▸ Exercise prompt
Copy the data precisely, keeping every character.

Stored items
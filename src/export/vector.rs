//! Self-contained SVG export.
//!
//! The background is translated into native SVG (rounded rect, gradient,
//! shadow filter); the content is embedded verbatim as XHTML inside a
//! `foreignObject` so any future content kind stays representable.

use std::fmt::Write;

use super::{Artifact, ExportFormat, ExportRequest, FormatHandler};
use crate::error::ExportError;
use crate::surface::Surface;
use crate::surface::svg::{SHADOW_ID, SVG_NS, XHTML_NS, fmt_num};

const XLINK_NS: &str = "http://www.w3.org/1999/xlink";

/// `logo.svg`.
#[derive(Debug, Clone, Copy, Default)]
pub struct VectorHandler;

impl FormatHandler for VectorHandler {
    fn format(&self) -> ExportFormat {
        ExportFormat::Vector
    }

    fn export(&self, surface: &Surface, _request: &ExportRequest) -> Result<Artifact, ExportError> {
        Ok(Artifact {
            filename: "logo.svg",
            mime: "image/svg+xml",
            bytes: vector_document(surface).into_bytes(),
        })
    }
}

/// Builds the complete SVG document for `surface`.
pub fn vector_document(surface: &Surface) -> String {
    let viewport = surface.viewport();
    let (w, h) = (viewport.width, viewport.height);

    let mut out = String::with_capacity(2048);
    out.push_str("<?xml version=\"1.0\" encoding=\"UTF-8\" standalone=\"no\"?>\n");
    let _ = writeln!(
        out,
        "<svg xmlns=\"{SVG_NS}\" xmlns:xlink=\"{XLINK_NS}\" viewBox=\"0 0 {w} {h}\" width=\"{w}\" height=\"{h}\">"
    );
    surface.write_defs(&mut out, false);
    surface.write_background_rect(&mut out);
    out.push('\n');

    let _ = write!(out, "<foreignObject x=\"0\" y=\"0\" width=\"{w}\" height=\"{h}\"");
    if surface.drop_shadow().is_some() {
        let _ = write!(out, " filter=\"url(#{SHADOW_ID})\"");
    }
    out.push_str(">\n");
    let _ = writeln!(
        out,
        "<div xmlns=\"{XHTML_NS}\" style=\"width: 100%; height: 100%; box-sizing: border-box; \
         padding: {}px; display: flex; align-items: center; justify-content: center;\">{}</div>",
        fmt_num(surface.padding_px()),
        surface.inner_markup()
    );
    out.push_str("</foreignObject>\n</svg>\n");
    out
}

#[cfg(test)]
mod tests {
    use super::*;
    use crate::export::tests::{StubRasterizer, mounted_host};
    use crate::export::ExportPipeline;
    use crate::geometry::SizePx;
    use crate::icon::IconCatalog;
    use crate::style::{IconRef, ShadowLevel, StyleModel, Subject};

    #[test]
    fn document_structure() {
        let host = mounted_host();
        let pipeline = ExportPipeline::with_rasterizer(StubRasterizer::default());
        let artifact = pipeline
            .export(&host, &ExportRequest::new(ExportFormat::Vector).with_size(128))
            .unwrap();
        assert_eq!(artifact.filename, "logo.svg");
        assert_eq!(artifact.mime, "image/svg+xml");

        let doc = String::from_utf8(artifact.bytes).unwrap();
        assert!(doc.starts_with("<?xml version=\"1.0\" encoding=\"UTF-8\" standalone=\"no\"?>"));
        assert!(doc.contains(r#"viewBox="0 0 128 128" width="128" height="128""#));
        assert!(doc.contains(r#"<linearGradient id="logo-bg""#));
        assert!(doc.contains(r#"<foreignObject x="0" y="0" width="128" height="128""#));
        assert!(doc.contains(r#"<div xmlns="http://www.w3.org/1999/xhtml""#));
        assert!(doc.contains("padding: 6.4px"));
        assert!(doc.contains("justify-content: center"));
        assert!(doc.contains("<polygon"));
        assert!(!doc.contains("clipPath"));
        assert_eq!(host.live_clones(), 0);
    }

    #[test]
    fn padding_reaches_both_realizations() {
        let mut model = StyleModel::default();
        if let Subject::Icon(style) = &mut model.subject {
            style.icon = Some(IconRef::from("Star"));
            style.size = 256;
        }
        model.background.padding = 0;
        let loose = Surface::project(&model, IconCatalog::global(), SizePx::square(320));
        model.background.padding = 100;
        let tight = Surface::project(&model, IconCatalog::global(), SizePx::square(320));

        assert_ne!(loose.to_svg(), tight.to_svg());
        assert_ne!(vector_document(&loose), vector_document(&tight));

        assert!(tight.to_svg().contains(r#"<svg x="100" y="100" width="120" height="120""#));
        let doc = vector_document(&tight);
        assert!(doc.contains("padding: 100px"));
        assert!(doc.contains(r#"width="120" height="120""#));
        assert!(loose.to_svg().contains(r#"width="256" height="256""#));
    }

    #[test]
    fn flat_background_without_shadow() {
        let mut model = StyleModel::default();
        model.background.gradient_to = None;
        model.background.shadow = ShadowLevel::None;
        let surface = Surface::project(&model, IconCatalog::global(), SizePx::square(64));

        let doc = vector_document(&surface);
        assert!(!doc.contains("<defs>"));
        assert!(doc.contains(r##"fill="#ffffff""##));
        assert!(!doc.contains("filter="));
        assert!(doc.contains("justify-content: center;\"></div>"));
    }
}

▸ Output of the exercise
filename src/export/vector.rs
//! Self-contained SVG export.
//!
//! The background is translated into native SVG (rounded rect, gradient,
//! shadow filter); the content is embedded verbatim as XHTML inside a
//! `foreignObject` so any future content kind stays representable.

use std::fmt::Write;

use super::{Artifact, ExportFormat, ExportRequest, FormatHandler};
use crate::error::ExportError;
use crate::surface::Surface;
use crate::surface::svg::{SHADOW_ID, SVG_NS, XHTML_NS, fmt_num};

const XLINK_NS: &str = "http://www.w3.org/1999/xlink";

/// `logo.svg`.
#[derive(Debug, Clone, Copy, Default)]
pub struct VectorHandler;

impl FormatHandler for VectorHandler {
    fn format(&self) -> ExportFormat {
        ExportFormat::Vector
    }

    fn export(&self, surface: &Surface, _request: &ExportRequest) -> Result<Artifact, ExportError> {
        Ok(Artifact {
            filename: "logo.svg",
            mime: "image/svg+xml",
            bytes: vector_document(surface).into_bytes(),
        })
    }
}

/// Builds the complete SVG document for `surface`.
pub fn vector_document(surface: &Surface) -> String {
    let viewport = surface.viewport();
    let (w, h) = (viewport.width, viewport.height);

    let mut out = String::with_capacity(2048);
    out.push_str("<?xml version=\"1.0\" encoding=\"UTF-8\" standalone=\"no\"?>\n");
    let _ = writeln!(
        out,
        "<svg xmlns=\"{SVG_NS}\" xmlns:xlink=\"{XLINK_NS}\" viewBox=\"0 0 {w} {h}\" width=\"{w}\" height=\"{h}\">"
    );
    surface.write_defs(&mut out, false);
    surface.write_background_rect(&mut out);
    out.push('\n');

    let _ = write!(out, "<foreignObject x=\"0\" y=\"0\" width=\"{w}\" height=\"{h}\"");
    if surface.drop_shadow().is_some() {
        let _ = write!(out, " filter=\"url(#{SHADOW_ID})\"");
    }
    out.push_str(">\n");
    let _ = writeln!(
        out,
        "<div xmlns=\"{XHTML_NS}\" style=\"width: 100%; height: 100%; box-sizing: border-box; \
         padding: {}px; display: flex; align-items: center; justify-content: center;\">{}</div>",
        fmt_num(surface.padding_px()),
        surface.inner_markup()
    );
    out.push_str("</foreignObject>\n</svg>\n");
    out
}

#[cfg(test)]
mod tests {
    use super::*;
    use crate::export::tests::{StubRasterizer, mounted_host};
    use crate::export::ExportPipeline;
    use crate::geometry::SizePx;
    use crate::icon::IconCatalog;
    use crate::style::{IconRef, ShadowLevel, StyleModel, Subject};

    #[test]
    fn document_structure() {
        let host = mounted_host();
        let pipeline = ExportPipeline::with_rasterizer(StubRasterizer::default());
        let artifact = pipeline
            .export(&host, &ExportRequest::new(ExportFormat::Vector).with_size(128))
            .unwrap();
        assert_eq!(artifact.filename, "logo.svg");
        assert_eq!(artifact.mime, "image/svg+xml");

        let doc = String::from_utf8(artifact.bytes).unwrap();
        assert!(doc.starts_with("<?xml version=\"1.0\" encoding=\"UTF-8\" standalone=\"no\"?>"));
        assert!(doc.contains(r#"viewBox="0 0 128 128" width="128" height="128""#));
        assert!(doc.contains(r#"<linearGradient id="logo-bg""#));
        assert!(doc.contains(r#"<foreignObject x="0" y="0" width="128" height="128""#));
        assert!(doc.contains(r#"<div xmlns="http://www.w3.org/1999/xhtml""#));
        assert!(doc.contains("padding: 6.4px"));
        assert!(doc.contains("justify-content: center"));
        assert!(doc.contains("<polygon"));
        assert!(!doc.contains("clipPath"));
        assert_eq!(host.live_clones(), 0);
    }

    #[test]
    fn padding_reaches_both_realizations() {
        let mut model = StyleModel::default();
        if let Subject::Icon(style) = &mut model.subject {
            style.icon = Some(IconRef::from("Star"));
            style.size = 256;
        }
        model.background.padding = 0;
        let loose = Surface::project(&model, IconCatalog::global(), SizePx::square(320));
        model.background.padding = 100;
        let tight = Surface::project(&model, IconCatalog::global(), SizePx::square(320));

        assert_ne!(loose.to_svg(), tight.to_svg());
        assert_ne!(vector_document(&loose), vector_document(&tight));

        assert!(tight.to_svg().contains(r#"<svg x="100" y="100" width="120" height="120""#));
        let doc = vector_document(&tight);
        assert!(doc.contains("padding: 100px"));
        assert!(doc.contains(r#"width="120" height="120""#));
        assert!(loose.to_svg().contains(r#"width="256" height="256""#));
    }

    #[test]
    fn flat_background_without_shadow() {
        let mut model = StyleModel::default();
        model.background.gradient_to = None;
        model.background.shadow = ShadowLevel::None;
        let surface = Surface::project(&model, IconCatalog::global(), SizePx::square(64));

        let doc = vector_document(&surface);
        assert!(!doc.contains("<defs>"));
        assert!(doc.contains(r##"fill="#ffffff""##));
        assert!(!doc.contains("filter="));
        assert!(doc.contains("justify-content: center;\"></div>"));
    }
}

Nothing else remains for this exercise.